When I first started going to therapy, with my two previous therapists and even with my current one in the beginning, it was a kind of hit-and-miss show. Sometimes I would have wonderful insights and emotional break-throughs. Other times, we would just talk about how things were going and how I was feeling, but I felt we wouldn’t really get anywhere. At those times, I would be convinced that ‘therapy doesn’t really work, anyway‘ or ‘this is a bad therapist because they’re not bringing out my deepest trauma.’ I took on the role of the ‘recipient‘ of the therapy.
I’ve since learned that there is no such thing.

In therapy and coaching it’s a question of what you bring to the table. You are an active participant. Yes, the coach is there to guide you. Yes, the therapist can help you figure out what’s wrong. But neither of them will do the work for you. No one knows in what area, to what extent and in what way you need to be helped, better than you do. Even if you don’t have awareness in all areas of your psyche (which seems like a tough goal to reach as it is), you can still recognise with which situations, thoughts or emotions you struggle.

It was my partner who first told me: “Oh, but when I go to my therapist, I bring an issue to the table.” At first this sounded odd to me. As if you, as a patient, would know better than the therapist. But then it clicked in my mind: Yes, you do know best what is blocking you. You live with it every day. You run into issues, we all do, that could be tackled in therapy.

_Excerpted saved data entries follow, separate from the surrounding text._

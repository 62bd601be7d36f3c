//! Small helpers shared by the index parsers

use encoding_rs::SHIFT_JIS;
use std::borrow::Cow;

/// Largest entry count any index may declare
pub const MAX_ENTRY_COUNT: u32 = 0xF_FFFF;

/// Whether `count` is a plausible number of index records
pub const fn is_sane_count(count: u32) -> bool {
    count > 0 && count <= MAX_ENTRY_COUNT
}

/// Bytes of a fixed-width field up to the first NUL
pub fn fixed_cstring(field: &[u8]) -> &[u8] {
    let end = field.iter().position(|&b| b == 0).unwrap_or(field.len());
    &field[..end]
}

/// Split a NUL-terminated string off the front of `data`
///
/// Returns the string bytes and the offset just past the terminator.
pub fn split_cstring(data: &[u8], pos: usize) -> Option<(&[u8], usize)> {
    let rest = data.get(pos..)?;
    let len = rest.iter().position(|&b| b == 0)?;
    Some((&rest[..len], pos + len + 1))
}

/// Decode CP932 bytes, replacing invalid sequences
pub fn decode_cp932(bytes: &[u8]) -> Cow<'_, str> {
    let (text, _, _) = SHIFT_JIS.decode(bytes);
    text
}

/// Encode a string as CP932
pub fn encode_cp932(text: &str) -> Vec<u8> {
    let (bytes, _, _) = SHIFT_JIS.encode(text);
    bytes.into_owned()
}

/// Entry name from a fixed-width CP932 field
pub fn name_from_field(field: &[u8]) -> String {
    decode_cp932(fixed_cstring(field)).into_owned()
}

#[cfg(test)]
#[allow(clippy::expect_used, clippy::unwrap_used)]
mod tests {
    use super::*;

    #[test]
    fn test_sane_count() {
        assert!(!is_sane_count(0));
        assert!(is_sane_count(1));
        assert!(is_sane_count(0xF_FFFF));
        assert!(!is_sane_count(0x10_0000));
    }

    #[test]
    fn test_fixed_cstring() {
        assert_eq!(fixed_cstring(b"abc\0def"), b"abc");
        assert_eq!(fixed_cstring(b"full"), b"full");
        assert_eq!(fixed_cstring(b"\0"), b"");
    }

    #[test]
    fn test_split_cstring() {
        let data = b"one\0two\0tail";
        assert_eq!(split_cstring(data, 0), Some((&b"one"[..], 4)));
        assert_eq!(split_cstring(data, 4), Some((&b"two"[..], 8)));
        assert_eq!(split_cstring(data, 8), None);
        assert_eq!(split_cstring(data, 100), None);
    }

    #[test]
    fn test_cp932_round_trip() {
        let bytes = encode_cp932("立ち絵.png");
        assert_eq!(bytes.len(), 10);
        assert_eq!(decode_cp932(&bytes), "立ち絵.png");
    }

    #[test]
    fn test_name_from_field() {
        let mut field = [0u8; 0x10];
        field[..7].copy_from_slice(b"bg01.hg");
        assert_eq!(name_from_field(&field), "bg01.hg");
    }
}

My approach to coaching has since changed. When I go to my therapist, I take some time in the days leading up to ask myself which incidents or behaviors I’ve struggled with over the past weeks. Today, I even asked my partner what he noticed me struggle with in particular, since he’s my closest and most dedicated observer.
I usually have about 3-4 issues ready, and we talk through them in the beginning of the session. This could be a discussion I had with my partner, or a moment I snapped at the children and didn’t know why, or a work issue I can’t seem to get a hold of.
We then decide which issue seems to be most pressing and work with that. If there’s time left, we might tackle something else as well.

In my coaching, I notice I will do the same thing. I’ll ask clients to think about which issue they want to deal with before the session. If they have a hard time, I might focus on when they last experienced any of the following emotions: anger, fear, sadness or disgust. Or I’ll ask whether they find themselves procrastinating on certain tasks, or avoiding certain people.

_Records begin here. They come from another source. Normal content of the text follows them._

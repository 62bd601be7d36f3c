//! Blowfish layer of CatSystem2 INT archives
//!
//! INT archives use little-endian Blowfish. The 4-byte key is the first
//! output of [`Mt19937`] seeded from a value stored in the archive.

use blowfish::BlowfishLE;
use cipher::generic_array::GenericArray;
use cipher::{BlockDecrypt, BlockEncrypt, KeyInit};

use crate::error::CryptoError;
use crate::mt19937::Mt19937;

/// Blowfish block size
pub const BLOCK_SIZE: usize = 8;

/// Blowfish cipher keyed for one INT archive
#[derive(Clone)]
pub struct IntCipher {
    inner: BlowfishLE,
}

impl std::fmt::Debug for IntCipher {
    fn fmt(&self, f: &mut std::fmt::Formatter<'_>) -> std::fmt::Result {
        f.debug_struct("IntCipher").finish_non_exhaustive()
    }
}

impl IntCipher {
    /// Create a cipher from raw Blowfish key bytes (4 to 56 bytes)
    pub fn new(key: &[u8]) -> Result<Self, CryptoError> {
        let inner = BlowfishLE::new_from_slice(key).map_err(|_| CryptoError::InvalidKeySize {
            max: 56,
            actual: key.len(),
        })?;
        Ok(Self { inner })
    }

    /// Derive the archive cipher from the seed stored in the key record
    pub fn from_seed(seed: u32) -> Result<Self, CryptoError> {
        let key = Mt19937::new(seed).next_u32().to_le_bytes();
        Self::new(&key)
    }

    /// Decrypt one `(left, right)` word pair
    pub fn decrypt_pair(&self, left: u32, right: u32) -> (u32, u32) {
        let mut block = [0u8; BLOCK_SIZE];
        block[..4].copy_from_slice(&left.to_le_bytes());
        block[4..].copy_from_slice(&right.to_le_bytes());
        self.decrypt(&mut block);
        (
            u32::from_le_bytes([block[0], block[1], block[2], block[3]]),
            u32::from_le_bytes([block[4], block[5], block[6], block[7]]),
        )
    }

    /// Decrypt whole 8-byte blocks in place, leaving any tail untouched
    pub fn decrypt(&self, data: &mut [u8]) {
        for chunk in data.chunks_exact_mut(BLOCK_SIZE) {
            self.inner.decrypt_block(GenericArray::from_mut_slice(chunk));
        }
    }

    /// Encrypt whole 8-byte blocks in place, leaving any tail untouched
    pub fn encrypt(&self, data: &mut [u8]) {
        for chunk in data.chunks_exact_mut(BLOCK_SIZE) {
            self.inner.encrypt_block(GenericArray::from_mut_slice(chunk));
        }
    }
}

I want to get the most out of my sessions with a therapist, and I want to offer my clients the highest possible value as well for the time I have with them. As a client, you carry the greatest power in what your sessions are worth to you.

Do you want some help in preparing for you next session with a therapist or coach? Ask yourself the following questions:
  • What moments in the past week were hard for me?
  • When did I experience a drop in energy?
  • How have my personal relationships been lately?
  • What did I discuss in the last session, and how has that evolved?
  • When was I angry/afraid/sad lately and what caused those feelings?
  • Do I find myself going toward addictive behaviors? When is that?
  • What have I been saying to myself lately? Has it been helpful or harmful? Why do I say those things?

These are only a few questions to get you started, but they can make a great difference in the quality of your session, or even just help you explore your own mind.

Remember, when it comes to life, and to coaching: You’ll get out of it, what you put into it. And it all starts with what you bring to the table.